Dei uma pausa. Olhei novamente pela fresta da janela e lá fora, quase não havia mais neblina, as pessoas se avolumavam nas ruas andando, se debatendo um contra o outro, cada um com seus pensamentos em algo, nos problemas, nos filhos, nas tarefas, nas lojas cheias, nas pessoas comprando, gastando, ganhando ou comendo, e era assim uma manhã fria, monótona. As pessoas faziam as mesmas coisas quase todos os dias, mas não era uma manhã qualquer para aquela linda mulher que se juntava à multidão vestindo uma jaqueta preta, os olhos cheios de lágrimas, que jamais entenderei por que. Alguém ia ao encontro dela e a olhou fixamente naqueles olhos magníficos e perguntou estranhamente: Você quer ir tomar um leite com chocolate ou café?. A mulher o fixou pasmo. E não era uma manhã qualquer, mas os dois se entreolharam e continuaram no meio da multidão, Naquele instante parecia que nada poderia separá-los, pois havia no peito deles um desejo ardente, vadio. A neve caía, geava mais forte, mas nem se importavam, pois ali estavam eles, amor e o tudo.

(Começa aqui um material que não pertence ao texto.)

//! Terminal output for CLI commands

use anyhow::{Context, Result};
use serde::Serialize;

use crate::domain::{TimelineLayout, TimelineOptions};
use crate::utils::time::format_duration_ms;

/// Narrowest chart that still leaves room for labels and bars
pub const MIN_TEXT_TIMELINE_WIDTH: usize = 40;

/// Label column never exceeds this many characters
const MAX_LABEL_COLUMNS: usize = 40;

/// Room reserved right of the track for the duration label
const DURATION_COLUMNS: usize = 10;

pub fn print_json<T: Serialize>(value: &T) -> Result<()> {
    let json = serde_json::to_string_pretty(value).context("Failed to serialize output")?;
    println!("{}", json);
    Ok(())
}

/// Layout options in character cells for a chart `width` columns wide
pub fn text_timeline_options(width: usize) -> TimelineOptions {
    let width = width.max(MIN_TEXT_TIMELINE_WIDTH);
    let label = (width / 3).min(MAX_LABEL_COLUMNS);
    TimelineOptions {
        viewport_width: (width - DURATION_COLUMNS) as f64,
        label_width: label as f64,
        min_bar_width: 1.0,
        row_height: 1.0,
        indent_per_depth: 2.0,
        max_ticks: 5,
    }
}

/// Gantt chart: label column, bar track, duration. Failed spans use a lighter bar.
pub fn render_text_timeline(layout: &TimelineLayout, options: &TimelineOptions) -> String {
    let label_cols = options.label_width as usize;
    let track_cols = (layout.track_width.round() as usize).max(1);
    let mut out = String::new();

    out.push_str(&pad(&String::new(), label_cols));
    out.push_str(&axis_line(layout, track_cols));
    out.push('\n');

    for row in &layout.rows {
        let marker = match (row.has_children, row.collapsed) {
            (true, true) => "+ ",
            (true, false) => "- ",
            _ => "  ",
        };
        let label = format!(
            "{}{}{}",
            " ".repeat(row.indent as usize),
            marker,
            row.name
        );
        out.push_str(&pad(&label, label_cols));

        let fill = if row.status_code.is_failure() { '░' } else { '█' };
        let start = (row.left.round() as usize).min(track_cols - 1);
        let len = (row.width.round() as usize).max(1);
        let end = (start + len).min(track_cols);
        let mut track = vec![' '; track_cols];
        for cell in &mut track[start..end] {
            *cell = fill;
        }
        out.extend(track);

        out.push(' ');
        out.push_str(&format_duration_ms(row.duration_ms));
        if row.status_code.is_failure() {
            out.push_str(&format!(" [{}]", row.status_code));
        }
        out.push('\n');
    }

    out.push_str(&format!(
        "{} spans, total {}\n",
        layout.span_count,
        format_duration_ms(layout.total_duration_ms)
    ));
    out
}

/// Tick labels placed at their x offsets, skipping any that would overlap
fn axis_line(layout: &TimelineLayout, track_cols: usize) -> String {
    let mut line = vec![' '; track_cols + DURATION_COLUMNS];
    let mut next_free = 0;
    for tick in &layout.ticks {
        let col = tick.x.round() as usize;
        let label: Vec<char> = format!("|{}", tick.label).chars().collect();
        if col < next_free || col + label.len() > line.len() {
            continue;
        }
        line[col..col + label.len()].copy_from_slice(&label);
        next_free = col + label.len() + 1;
    }
    line.into_iter().collect::<String>().trim_end().to_string()
}

/// Truncate or right-pad to exactly `cols` characters, keeping one gap column
fn pad(text: &str, cols: usize) -> String {
    let keep = cols.saturating_sub(1);
    let mut out: String = text.chars().take(keep).collect();
    let used = out.chars().count();
    out.push_str(&" ".repeat(cols - used));
    out
}

#[cfg(test)]
mod tests {
    use super::*;
    use crate::data::types::{Span, StatusCode, Timestamp};
    use crate::domain::timeline::{CollapsedSet, layout};
    use crate::domain::tree::build_span_tree;

    fn sample_layout(width: usize, collapsed: &CollapsedSet) -> (TimelineLayout, TimelineOptions) {
        let spans = vec![
            Span::new("t", "root", "agent.run")
                .with_times(Timestamp::from_millis(0), Timestamp::from_millis(1_000)),
            Span::new("t", "call", "provider.call")
                .with_parent("root")
                .with_times(Timestamp::from_millis(500), Timestamp::from_millis(1_000))
                .with_status(StatusCode::Error),
        ];
        let forest = build_span_tree(&spans);
        let options = text_timeline_options(width);
        (layout(&forest, collapsed, &options), options)
    }

    #[test]
    fn test_options_clamp_narrow_width() {
        let options = text_timeline_options(10);
        assert_eq!(options.viewport_width, (MIN_TEXT_TIMELINE_WIDTH - DURATION_COLUMNS) as f64);
        assert_eq!(options.label_width, 13.0);
    }

    #[test]
    fn test_render_rows_and_bars() {
        let (layout, options) = sample_layout(100, &CollapsedSet::new());
        let text = render_text_timeline(&layout, &options);
        let lines: Vec<&str> = text.lines().collect();

        // axis, two rows, footer
        assert_eq!(lines.len(), 4);
        assert!(lines[0].contains("|0ms"));
        assert!(lines[1].starts_with("- agent.run"));
        assert!(lines[2].starts_with("    provider.call"));
        assert!(lines[2].ends_with("[ERROR]"));
        assert_eq!(lines[3], "2 spans, total 1s");

        let label_cols = options.label_width as usize;
        let root_bar: String = lines[1].chars().skip(label_cols).take_while(|c| *c == '█').collect();
        assert_eq!(root_bar.chars().count(), layout.track_width.round() as usize);

        // child starts halfway along the track
        let child_track: Vec<char> = lines[2].chars().skip(label_cols).collect();
        let first_fill = child_track.iter().position(|c| *c == '░').unwrap();
        assert_eq!(first_fill, (layout.track_width / 2.0).round() as usize);
    }

    #[test]
    fn test_render_collapsed() {
        let collapsed: CollapsedSet = ["root".to_string()].into_iter().collect();
        let (layout, options) = sample_layout(80, &collapsed);
        let text = render_text_timeline(&layout, &options);
        assert_eq!(text.lines().count(), 3);
        assert!(text.lines().nth(1).unwrap().starts_with("+ agent.run"));
    }
}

Naquele oitavo andar, às vezes fazia da vida analogias de situações em que às vezes me encontrava, não importava onde. Quando passava por momentos difíceis, em invernos onde o sol batia fraco e não nos aquecia, onde a chuva era fina e não nos nutria, sentia que minha árvore genealógica perdia o viço de suas folhas e caíam lentamente por não serem capazes de se manter devido ao inverno rigoroso que passei em certos momentos de minha vida. Bom, mas as raízes, estas sim, não morrem tão facilmente, uma vez que estão envolvidas pela mãe terra que as sustentam, que as protegem do frio onde também são nutridas com a água que se acumula nesses pequenos grãos de vida que nos faz refletir sobre o que temos e se somos capazes de sorrir e florir, gerar frutos e sementes antes da chegada desses dias difíceis de inverno. Quando vemos que nada fizemos por merecer, o sol da primavera, do verão ou do outono, passa às vezes e nada geramos em prol do bem comum, não procuramos refletir sobre a nossa vida sem flores e sem perfume, sem frutos e sementes. É nesse momento que o inverno rigoroso nos permite refletir e assim nos fortalecer para a próxima estação e então mudar, para nos fazer sorrir quando o sol voltar a brilhar. Por fim, quando o inverno chegar devemos pacientemente esperar que ele passe para que possamos gerar sementes que venham a fortalecer a floresta de nossa vida e o mundo como um todo.